Your task — Look for "String" in each line of the entries, and return the matching lines.

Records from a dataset
··········

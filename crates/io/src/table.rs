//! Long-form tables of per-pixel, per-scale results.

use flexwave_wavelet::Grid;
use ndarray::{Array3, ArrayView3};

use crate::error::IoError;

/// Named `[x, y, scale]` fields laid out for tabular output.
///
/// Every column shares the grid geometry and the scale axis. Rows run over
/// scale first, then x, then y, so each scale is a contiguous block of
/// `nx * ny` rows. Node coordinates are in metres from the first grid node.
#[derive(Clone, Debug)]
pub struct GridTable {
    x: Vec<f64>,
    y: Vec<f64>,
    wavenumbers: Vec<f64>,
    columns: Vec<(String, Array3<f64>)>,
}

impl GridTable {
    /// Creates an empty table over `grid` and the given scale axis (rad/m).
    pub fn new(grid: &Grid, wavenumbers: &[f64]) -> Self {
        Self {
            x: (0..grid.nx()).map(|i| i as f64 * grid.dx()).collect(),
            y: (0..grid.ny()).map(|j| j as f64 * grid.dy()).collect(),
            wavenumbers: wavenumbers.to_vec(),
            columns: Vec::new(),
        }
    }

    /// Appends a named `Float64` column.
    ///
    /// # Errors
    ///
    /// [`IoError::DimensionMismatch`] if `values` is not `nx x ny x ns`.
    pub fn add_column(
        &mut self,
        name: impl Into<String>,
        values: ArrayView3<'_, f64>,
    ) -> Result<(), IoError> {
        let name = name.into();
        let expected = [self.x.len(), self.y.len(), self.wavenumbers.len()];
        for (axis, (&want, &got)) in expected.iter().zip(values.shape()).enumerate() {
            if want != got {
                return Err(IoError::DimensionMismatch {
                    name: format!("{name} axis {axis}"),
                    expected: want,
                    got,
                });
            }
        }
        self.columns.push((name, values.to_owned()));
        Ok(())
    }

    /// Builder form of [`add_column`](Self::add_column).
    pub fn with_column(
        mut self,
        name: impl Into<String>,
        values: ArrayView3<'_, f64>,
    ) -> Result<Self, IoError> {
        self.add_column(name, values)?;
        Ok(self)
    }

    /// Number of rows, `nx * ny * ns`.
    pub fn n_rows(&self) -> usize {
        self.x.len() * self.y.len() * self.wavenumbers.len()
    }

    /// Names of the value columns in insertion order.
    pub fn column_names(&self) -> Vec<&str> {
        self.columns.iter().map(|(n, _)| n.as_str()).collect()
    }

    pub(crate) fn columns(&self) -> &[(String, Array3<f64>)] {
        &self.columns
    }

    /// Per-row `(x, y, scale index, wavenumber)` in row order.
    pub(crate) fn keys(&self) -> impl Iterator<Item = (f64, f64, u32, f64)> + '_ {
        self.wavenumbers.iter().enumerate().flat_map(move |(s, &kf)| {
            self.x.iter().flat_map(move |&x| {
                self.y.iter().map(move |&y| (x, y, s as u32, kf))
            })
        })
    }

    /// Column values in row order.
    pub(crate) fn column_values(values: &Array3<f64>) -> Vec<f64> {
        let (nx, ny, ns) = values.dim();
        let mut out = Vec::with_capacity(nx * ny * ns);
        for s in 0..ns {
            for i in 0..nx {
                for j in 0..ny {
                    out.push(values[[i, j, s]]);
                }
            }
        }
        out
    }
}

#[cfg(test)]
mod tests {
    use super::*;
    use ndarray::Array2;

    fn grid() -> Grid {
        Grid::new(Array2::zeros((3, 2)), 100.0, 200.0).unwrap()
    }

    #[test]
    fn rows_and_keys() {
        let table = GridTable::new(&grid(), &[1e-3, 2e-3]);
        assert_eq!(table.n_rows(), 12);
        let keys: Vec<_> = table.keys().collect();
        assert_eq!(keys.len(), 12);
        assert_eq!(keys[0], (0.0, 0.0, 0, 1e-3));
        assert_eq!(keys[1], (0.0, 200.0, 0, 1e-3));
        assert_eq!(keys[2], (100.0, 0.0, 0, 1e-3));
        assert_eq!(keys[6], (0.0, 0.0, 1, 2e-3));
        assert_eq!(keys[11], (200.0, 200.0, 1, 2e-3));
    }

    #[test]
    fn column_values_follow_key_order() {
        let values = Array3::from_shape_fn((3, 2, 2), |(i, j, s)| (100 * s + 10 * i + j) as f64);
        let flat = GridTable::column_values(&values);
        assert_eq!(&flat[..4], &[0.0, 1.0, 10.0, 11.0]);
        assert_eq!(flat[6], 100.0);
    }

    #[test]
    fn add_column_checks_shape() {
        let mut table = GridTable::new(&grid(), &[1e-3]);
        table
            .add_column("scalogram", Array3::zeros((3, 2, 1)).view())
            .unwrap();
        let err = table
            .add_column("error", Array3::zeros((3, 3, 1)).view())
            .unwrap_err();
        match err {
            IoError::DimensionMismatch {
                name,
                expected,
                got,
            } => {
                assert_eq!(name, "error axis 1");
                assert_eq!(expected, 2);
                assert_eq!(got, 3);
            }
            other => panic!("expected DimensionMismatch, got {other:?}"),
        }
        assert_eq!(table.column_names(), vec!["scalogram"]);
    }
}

··········

Solution —
    columns: Vec<(String, Array3<f64>)>,
        name: impl Into<String>,
        name: impl Into<String>,
    pub(crate) fn columns(&self) -> &[(String, Array3<f64>)] {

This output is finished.